• **Entries shown**:
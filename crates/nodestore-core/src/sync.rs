//! Generic natural-key diff.
//!
//! For an entity type keyed by a natural key, [`plan`] compares the desired
//! set against the existing rows and yields creates, updates and deletes. The
//! plan is pure; [`SyncPlan::apply_upserts`] and [`SyncPlan::apply_deletes`]
//! execute it so the reconciler can run deletes after every dependent stage.

use std::collections::{HashMap, HashSet};
use std::fmt;
use std::hash::Hash;

use rusqlite::Connection;
use serde::{Deserialize, Serialize};

use crate::entities::{
    self, DataNetwork, Operator, Policy, Route, RouteInterface, Subscriber,
};
use crate::error::{Error, Result};

/// An entity the reconciler can diff by natural key.
pub trait SyncEntity: Sized {
    type Key: Eq + Hash + Clone + fmt::Debug;

    /// Entity name used in errors and logs.
    const KIND: &'static str;

    fn natural_key(&self) -> Self::Key;

    /// Whether `self` (desired) differs from `current` in any remotely owned
    /// field.
    fn differs_from(&self, current: &Self) -> bool;

    fn load_all(conn: &Connection) -> Result<Vec<Self>>;

    fn insert(&self, conn: &Connection) -> Result<()>;

    fn update(&self, current: &Self, conn: &Connection) -> Result<()>;

    /// Delete the stored row `self`.
    fn delete(&self, conn: &Connection) -> Result<()>;
}

/// Row counts written by one synchronizer.
#[derive(Debug, Clone, Copy, Default, PartialEq, Eq, Serialize, Deserialize)]
pub struct SyncCounts {
    pub created: usize,
    pub updated: usize,
    pub deleted: usize,
}

impl SyncCounts {
    #[must_use]
    pub fn is_empty(&self) -> bool {
        self.created == 0 && self.updated == 0 && self.deleted == 0
    }

    #[must_use]
    pub fn writes(&self) -> usize {
        self.created + self.updated + self.deleted
    }
}

/// Pending writes for one entity type.
#[derive(Debug)]
pub struct SyncPlan<T> {
    pub creates: Vec<T>,
    /// `(current, desired)` pairs.
    pub updates: Vec<(T, T)>,
    pub deletes: Vec<T>,
}

impl<T> Default for SyncPlan<T> {
    fn default() -> Self {
        Self {
            creates: Vec::new(),
            updates: Vec::new(),
            deletes: Vec::new(),
        }
    }
}

impl<T: SyncEntity> SyncPlan<T> {
    #[must_use]
    pub fn is_empty(&self) -> bool {
        self.creates.is_empty() && self.updates.is_empty() && self.deletes.is_empty()
    }

    pub fn apply_upserts(&self, conn: &Connection) -> Result<SyncCounts> {
        for item in &self.creates {
            item.insert(conn)?;
        }
        for (current, desired) in &self.updates {
            desired.update(current, conn)?;
        }
        Ok(SyncCounts {
            created: self.creates.len(),
            updated: self.updates.len(),
            deleted: 0,
        })
    }

    pub fn apply_deletes(&self, conn: &Connection) -> Result<usize> {
        for item in &self.deletes {
            item.delete(conn)?;
        }
        Ok(self.deletes.len())
    }
}

/// Diff `desired` against `existing` by natural key.
///
/// Deletes keep the order in which `existing` was loaded. A natural key
/// repeated within `desired` is rejected before anything is written.
pub fn plan<T: SyncEntity>(existing: Vec<T>, desired: Vec<T>) -> Result<SyncPlan<T>> {
    let index: HashMap<T::Key, usize> = existing
        .iter()
        .enumerate()
        .map(|(i, row)| (row.natural_key(), i))
        .collect();
    let mut matched = vec![false; existing.len()];
    let mut seen = HashSet::with_capacity(desired.len());
    let mut creates = Vec::new();
    let mut pending_updates = Vec::new();

    for item in desired {
        let key = item.natural_key();
        if !seen.insert(key.clone()) {
            return Err(Error::AlreadyExists {
                entity: T::KIND,
                key: format!("{key:?}"),
            });
        }
        match index.get(&key) {
            Some(&i) => {
                matched[i] = true;
                if item.differs_from(&existing[i]) {
                    pending_updates.push((i, item));
                }
            }
            None => creates.push(item),
        }
    }

    let mut slots: Vec<Option<T>> = existing.into_iter().map(Some).collect();
    let updates = pending_updates
        .into_iter()
        .filter_map(|(i, item)| slots[i].take().map(|current| (current, item)))
        .collect();
    let deletes = slots
        .into_iter()
        .zip(matched)
        .filter_map(|(slot, kept)| if kept { None } else { slot })
        .collect();

    Ok(SyncPlan {
        creates,
        updates,
        deletes,
    })
}

// =============================================================================
// Singletons
// =============================================================================

/// A one-row table that is only ever upserted.
pub trait SingletonEntity: Sized + PartialEq {
    const KIND: &'static str;

    fn load(conn: &Connection) -> Result<Option<Self>>;

    fn store(&self, conn: &Connection) -> Result<()>;
}

/// Upsert `desired` if the stored row is absent or different. Returns whether
/// a write happened.
pub fn sync_singleton<T: SingletonEntity>(conn: &Connection, desired: &T) -> Result<bool> {
    if T::load(conn)?.as_ref() == Some(desired) {
        return Ok(false);
    }
    desired.store(conn)?;
    Ok(true)
}

impl SingletonEntity for Operator {
    const KIND: &'static str = "operator";

    fn load(conn: &Connection) -> Result<Option<Self>> {
        Operator::load(conn)
    }

    fn store(&self, conn: &Connection) -> Result<()> {
        self.upsert(conn)
    }
}

/// NAT enabled flag.
#[derive(Debug, Clone, Copy, PartialEq, Eq)]
pub struct NatSetting(pub bool);

impl SingletonEntity for NatSetting {
    const KIND: &'static str = "nat";

    fn load(conn: &Connection) -> Result<Option<Self>> {
        Ok(entities::load_nat_enabled(conn)?.map(NatSetting))
    }

    fn store(&self, conn: &Connection) -> Result<()> {
        entities::upsert_nat_enabled(conn, self.0)
    }
}

/// N3 external address.
#[derive(Debug, Clone, PartialEq, Eq)]
pub struct N3Setting(pub String);

impl SingletonEntity for N3Setting {
    const KIND: &'static str = "n3";

    fn load(conn: &Connection) -> Result<Option<Self>> {
        Ok(entities::load_n3_external_address(conn)?.map(N3Setting))
    }

    fn store(&self, conn: &Connection) -> Result<()> {
        entities::upsert_n3_external_address(conn, &self.0)
    }
}

// =============================================================================
// Collections
// =============================================================================

impl SyncEntity for DataNetwork {
    type Key = String;
    const KIND: &'static str = "data network";

    fn natural_key(&self) -> String {
        self.name.clone()
    }

    fn differs_from(&self, current: &Self) -> bool {
        self.ip_pool != current.ip_pool || self.dns != current.dns || self.mtu != current.mtu
    }

    fn load_all(conn: &Connection) -> Result<Vec<Self>> {
        DataNetwork::list(conn)
    }

    fn insert(&self, conn: &Connection) -> Result<()> {
        DataNetwork::insert(self, conn).map(|_| ())
    }

    fn update(&self, current: &Self, conn: &Connection) -> Result<()> {
        DataNetwork::update(self, conn, current.id)
    }

    fn delete(&self, conn: &Connection) -> Result<()> {
        DataNetwork::delete(conn, self.id)
    }
}

impl SyncEntity for Policy {
    type Key = String;
    const KIND: &'static str = "policy";

    fn natural_key(&self) -> String {
        self.name.clone()
    }

    fn differs_from(&self, current: &Self) -> bool {
        self.bitrate_uplink != current.bitrate_uplink
            || self.bitrate_downlink != current.bitrate_downlink
            || self.var5qi != current.var5qi
            || self.arp != current.arp
            || self.data_network_id != current.data_network_id
    }

    fn load_all(conn: &Connection) -> Result<Vec<Self>> {
        Policy::list(conn)
    }

    fn insert(&self, conn: &Connection) -> Result<()> {
        Policy::insert(self, conn).map(|_| ())
    }

    fn update(&self, current: &Self, conn: &Connection) -> Result<()> {
        Policy::update(self, conn, current.id)
    }

    fn delete(&self, conn: &Connection) -> Result<()> {
        Policy::delete(conn, self.id)
    }
}

impl SyncEntity for Subscriber {
    type Key = String;
    const KIND: &'static str = "subscriber";

    fn natural_key(&self) -> String {
        self.imsi.clone()
    }

    // sequence_number and ip_address are local; never compared.
    fn differs_from(&self, current: &Self) -> bool {
        self.permanent_key != current.permanent_key
            || self.opc != current.opc
            || self.policy_id != current.policy_id
    }

    fn load_all(conn: &Connection) -> Result<Vec<Self>> {
        Subscriber::list(conn)
    }

    fn insert(&self, conn: &Connection) -> Result<()> {
        Subscriber::insert(self, conn).map(|_| ())
    }

    fn update(&self, current: &Self, conn: &Connection) -> Result<()> {
        self.update_remote_fields(conn, current.id)
    }

    fn delete(&self, conn: &Connection) -> Result<()> {
        Subscriber::delete(conn, self.id)
    }
}

impl SyncEntity for Route {
    type Key = (String, String, RouteInterface, i32);
    const KIND: &'static str = "route";

    fn natural_key(&self) -> Self::Key {
        (
            self.destination.clone(),
            self.gateway.clone(),
            self.interface,
            self.metric,
        )
    }

    // Every field is part of the key.
    fn differs_from(&self, _current: &Self) -> bool {
        false
    }

    fn load_all(conn: &Connection) -> Result<Vec<Self>> {
        Route::list(conn)
    }

    fn insert(&self, conn: &Connection) -> Result<()> {
        Route::insert(self, conn).map(|_| ())
    }

    fn update(&self, _current: &Self, _conn: &Connection) -> Result<()> {
        Ok(())
    }

    fn delete(&self, conn: &Connection) -> Result<()> {
        Route::delete(conn, self.id)
    }
}

#[cfg(test)]
mod tests {
    use super::*;
    use crate::entities::tests::test_db;
    use proptest::prelude::*;

    #[derive(Debug, Clone, PartialEq)]
    struct Item {
        key: u8,
        value: u8,
    }

    impl SyncEntity for Item {
        type Key = u8;
        const KIND: &'static str = "item";

        fn natural_key(&self) -> u8 {
            self.key
        }

        fn differs_from(&self, current: &Self) -> bool {
            self.value != current.value
        }

        fn load_all(_conn: &Connection) -> Result<Vec<Self>> {
            Ok(Vec::new())
        }

        fn insert(&self, _conn: &Connection) -> Result<()> {
            Ok(())
        }

        fn update(&self, _current: &Self, _conn: &Connection) -> Result<()> {
            Ok(())
        }

        fn delete(&self, _conn: &Connection) -> Result<()> {
            Ok(())
        }
    }

    fn items(pairs: &[(u8, u8)]) -> Vec<Item> {
        pairs
            .iter()
            .map(|&(key, value)| Item { key, value })
            .collect()
    }

    #[test]
    fn plan_classifies_create_update_delete() {
        let plan = plan(items(&[(1, 1), (2, 2), (3, 3)]), items(&[(2, 2), (3, 9), (4, 4)])).unwrap();
        assert_eq!(plan.creates, items(&[(4, 4)]));
        assert_eq!(plan.updates, vec![(Item { key: 3, value: 3 }, Item { key: 3, value: 9 })]);
        assert_eq!(plan.deletes, items(&[(1, 1)]));
    }

    #[test]
    fn identical_sets_plan_nothing() {
        let set = items(&[(1, 1), (2, 2)]);
        assert!(plan(set.clone(), set).unwrap().is_empty());
    }

    #[test]
    fn duplicate_desired_key_rejected() {
        let err = plan(Vec::new(), items(&[(1, 1), (1, 2)])).unwrap_err();
        assert!(matches!(err, Error::AlreadyExists { entity: "item", .. }));
    }

    #[test]
    fn route_never_updates() {
        let route = Route {
            id: 4,
            destination: "10.0.0.0/8".into(),
            gateway: "10.1.1.1".into(),
            interface: RouteInterface::N3,
            metric: 5,
        };
        let plan = plan(vec![route.clone()], vec![Route { id: 0, ..route }]).unwrap();
        assert!(plan.is_empty());
    }

    #[test]
    fn singleton_write_only_on_change() {
        let conn = test_db();
        assert!(sync_singleton(&conn, &NatSetting(true)).unwrap());
        assert!(!sync_singleton(&conn, &NatSetting(true)).unwrap());
        assert!(sync_singleton(&conn, &NatSetting(false)).unwrap());
        assert!(sync_singleton(&conn, &N3Setting("192.0.2.1".into())).unwrap());
        assert!(!sync_singleton(&conn, &N3Setting("192.0.2.1".into())).unwrap());
    }

    proptest! {
        #[test]
        fn plan_partitions_keys(
            existing in proptest::collection::btree_map(any::<u8>(), any::<u8>(), 0..20),
            desired in proptest::collection::btree_map(any::<u8>(), any::<u8>(), 0..20),
        ) {
            let to_items = |m: &std::collections::BTreeMap<u8, u8>| {
                m.iter().map(|(&key, &value)| Item { key, value }).collect::<Vec<_>>()
            };
            let plan = plan(to_items(&existing), to_items(&desired)).unwrap();

            for item in &plan.creates {
                prop_assert!(!existing.contains_key(&item.key));
            }
            for (current, wanted) in &plan.updates {
                prop_assert_eq!(current.key, wanted.key);
                prop_assert_ne!(current.value, wanted.value);
            }
            for item in &plan.deletes {
                prop_assert!(!desired.contains_key(&item.key));
            }
            let expected_deletes = existing.keys().filter(|k| !desired.contains_key(k)).count();
            prop_assert_eq!(plan.deletes.len(), expected_deletes);
            let expected_creates = desired.keys().filter(|k| !existing.contains_key(k)).count();
            prop_assert_eq!(plan.creates.len(), expected_creates);
        }
    }
}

• **What this task involves**:
After reading the material above, state how many of its lines hold the word "reconciler". No other output is needed.

• **Solution to the problem**:
2